El presidente Donald Trump firmó una orden ejecutiva para revisar la protección federal del lobo gris mexicano en Estados Unidos, una especie que ha sido objeto de programas de recuperación durante décadas. La medida responde a demandas de rancheros que atribuyen pérdidas de ganado a estos ejemplares.
Evaluación y plazo para determinar cambios en la protección
El secretario del Interior, Doug Burgum, tiene un plazo de 90 días para evaluar si el lobo mexicano cumple con los criterios establecidos en la Ley de Especies en Peligro de Extinción para reducir o retirar su protección. De confirmarse, se iniciaría un proceso para modificar las reglas que regulan la conservación de esta especie.

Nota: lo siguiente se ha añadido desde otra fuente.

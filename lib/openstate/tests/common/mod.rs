// This Source Code Form is subject to the terms of the Mozilla Public
// License, v. 2.0. If a copy of the MPL was not distributed with this
// file, You can obtain one at https://mozilla.org/MPL/2.0/.

// Copyright 2025 The OpenState Authors

//! Common routines for integration tests.

// This type of pedantry is more trouble than its worth here.
#![allow(dead_code)]
#![allow(unused_imports)]

pub use openstate::ExecCtx;
pub use openstate::api::*;
pub use openstate::ddi::time::ManualClock;
pub use openstate::engine::MatchFields;
pub use openstate::engine::PacketMatch;
pub use openstate::engine::StateTable;
pub use openstate::provider::LogLevel;
pub use openstate::provider::NullLog;
pub use openstate::provider::RecordLog;
pub use std::sync::Arc;
pub use std::time::Duration;

pub const GUEST_IP: u32 = 0x0a00_0005;
pub const SERVER_IP: u32 = 0x0a00_0001;

pub fn ectx() -> Arc<ExecCtx> {
    Arc::new(ExecCtx { log: Box::new(NullLog) })
}

/// A TCP segment from `src` to the server, as the match stage would
/// present it.
pub fn tcp_pkt(src: u32, sport: u16, dport: u16) -> PacketMatch {
    let mut pkt = PacketMatch::new();
    pkt.set_u16(OXM_OF_ETH_TYPE, 0x0800).unwrap();
    pkt.set_u32(OXM_OF_IPV4_SRC, src).unwrap();
    pkt.set_u32(OXM_OF_IPV4_DST, SERVER_IP).unwrap();
    pkt.set_u8(OXM_OF_IP_PROTO, 6).unwrap();
    pkt.set_u16(OXM_OF_TCP_SRC, sport).unwrap();
    pkt.set_u16(OXM_OF_TCP_DST, dport).unwrap();
    pkt
}

/// A UDP datagram from `src` to the server.
pub fn udp_pkt(src: u32, sport: u16, dport: u16) -> PacketMatch {
    let mut pkt = PacketMatch::new();
    pkt.set_u16(OXM_OF_ETH_TYPE, 0x0800).unwrap();
    pkt.set_u32(OXM_OF_IPV4_SRC, src).unwrap();
    pkt.set_u32(OXM_OF_IPV4_DST, SERVER_IP).unwrap();
    pkt.set_u8(OXM_OF_IP_PROTO, 17).unwrap();
    pkt.set_u16(OXM_OF_UDP_SRC, sport).unwrap();
    pkt.set_u16(OXM_OF_UDP_DST, dport).unwrap();
    pkt
}

/// Run one packet through the table the way a pipeline stage would:
/// look up its flow and stamp the state into its metadata.
pub fn process(st: &StateTable, pkt: &mut PacketMatch) -> u32 {
    let entry = st.lookup(&*pkt);
    st.write_metadata(&entry, pkt)
}

/// Assert the number of flows in a table.
#[macro_export]
macro_rules! assert_flows {
    ($st:expr, $expected:expr) => {
        assert!(
            $st.num_entries() == $expected,
            "flow count mismatch: expected {} flows, got {}\n{:#?}",
            $expected,
            $st.num_entries(),
            $st.dump(),
        );
    };
}
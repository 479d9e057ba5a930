// This Source Code Form is subject to the terms of the Mozilla Public
// License, v. 2.0. If a copy of the MPL was not distributed with this
// file, You can obtain one at https://mozilla.org/MPL/2.0/.

// Copyright 2025 The OpenState Authors

use super::cmd::OpenStateError;
use super::oxm::OxmField;
use alloc::string::String;
use alloc::vec::Vec;
use serde::Deserialize;
use serde::Serialize;

/// The default number of lock shards in a state table.
pub const STATE_TABLE_DEF_SHARDS: usize = 16;

/// The configuration of a single state table.
///
/// Fields are named the way an operator writes them (`ipv4_src`,
/// `OXM_OF_TCP_DST`, or a raw `0x...` header) and are only resolved to
/// [`OxmField`]s when the table is built.
#[derive(Clone, Debug, Deserialize, Eq, PartialEq, Serialize)]
#[serde(default)]
pub struct StateTableCfg {
    pub name: String,
    /// Number of independently locked shards; must be a power of two.
    pub shards: usize,
    pub read_fields: Vec<String>,
    pub write_fields: Vec<String>,
}

impl Default for StateTableCfg {
    fn default() -> Self {
        Self {
            name: String::from("state-table"),
            shards: STATE_TABLE_DEF_SHARDS,
            read_fields: Vec::new(),
            write_fields: Vec::new(),
        }
    }
}

impl StateTableCfg {
    pub fn parse_read_fields(&self) -> Result<Vec<OxmField>, OpenStateError> {
        parse_fields(&self.read_fields)
    }

    pub fn parse_write_fields(&self) -> Result<Vec<OxmField>, OpenStateError> {
        parse_fields(&self.write_fields)
    }
}

fn parse_fields(names: &[String]) -> Result<Vec<OxmField>, OpenStateError> {
    names
        .iter()
        .map(|n| n.parse::<OxmField>().map_err(OpenStateError::InvalidCfg))
        .collect()
}

#[cfg(test)]
mod test {
    use super::*;
    use crate::oxm::*;

    #[test]
    fn parse_from_json() {
        let cfg: StateTableCfg = serde_json::from_str(
            r#"{
                "name": "port-knock",
                "read_fields": ["ipv4_src"],
                "write_fields": ["OXM_OF_IPV4_SRC", "0x80001c02"]
            }"#,
        )
        .unwrap();

        assert_eq!(cfg.shards, STATE_TABLE_DEF_SHARDS);
        assert_eq!(cfg.parse_read_fields(), Ok(vec![OXM_OF_IPV4_SRC]));
        assert_eq!(
            cfg.parse_write_fields(),
            Ok(vec![OXM_OF_IPV4_SRC, OXM_OF_TCP_DST])
        );
    }

    #[test]
    fn unknown_field_name() {
        let cfg = StateTableCfg {
            read_fields: vec![String::from("ipv4_srcc")],
            ..Default::default()
        };
        assert!(matches!(
            cfg.parse_read_fields(),
            Err(OpenStateError::InvalidCfg(_))
        ));
    }
}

Entre las modificaciones contempladas está la posibilidad de retirar ejemplares cuando representen una amenaza para el ganado o la seguridad humana, con el objetivo de brindar a los rancheros mayores herramientas para responder a los ataques de lobos.
Situación actual de la población y programas de conservación
Actualmente, en Estados Unidos existen alrededor de 317 lobos grises mexicanos en libertad. Sin embargo, organizaciones conservacionistas consideran que la revisión de la protección es prematura, debido a que la población aún enfrenta problemas de diversidad genética y no ha alcanzado niveles óptimos de recuperación.
La recuperación de esta especie ha requerido décadas de esfuerzos que incluyen reproducción en cautiverio, traslado y reintroducción. Paralelamente, México mantiene sus propios programas para conservar al lobo mexicano.
En abril de 2026, autoridades mexicanas liberaron una familia de cuatro ejemplares en Durango como parte de un programa binacional. Además, la Comisión Nacional de Áreas Naturales Protegidas (Conanp) informó sobre la liberación de una hembra de aproximadamente cinco años en Chihuahua, que está siendo monitoreada mediante tecnología satelital.
Proceso y alcance de la orden ejecutiva
La orden ejecutiva firmada por Trump no elimina automáticamente el estatus de protección del lobo mexicano. Primero debe concluirse la evaluación del Departamento del Interior y, en caso de cumplirse los criterios, se comenzaría el proceso formal para modificar la protección federal bajo la Ley de Especies en Peligro de Extinción.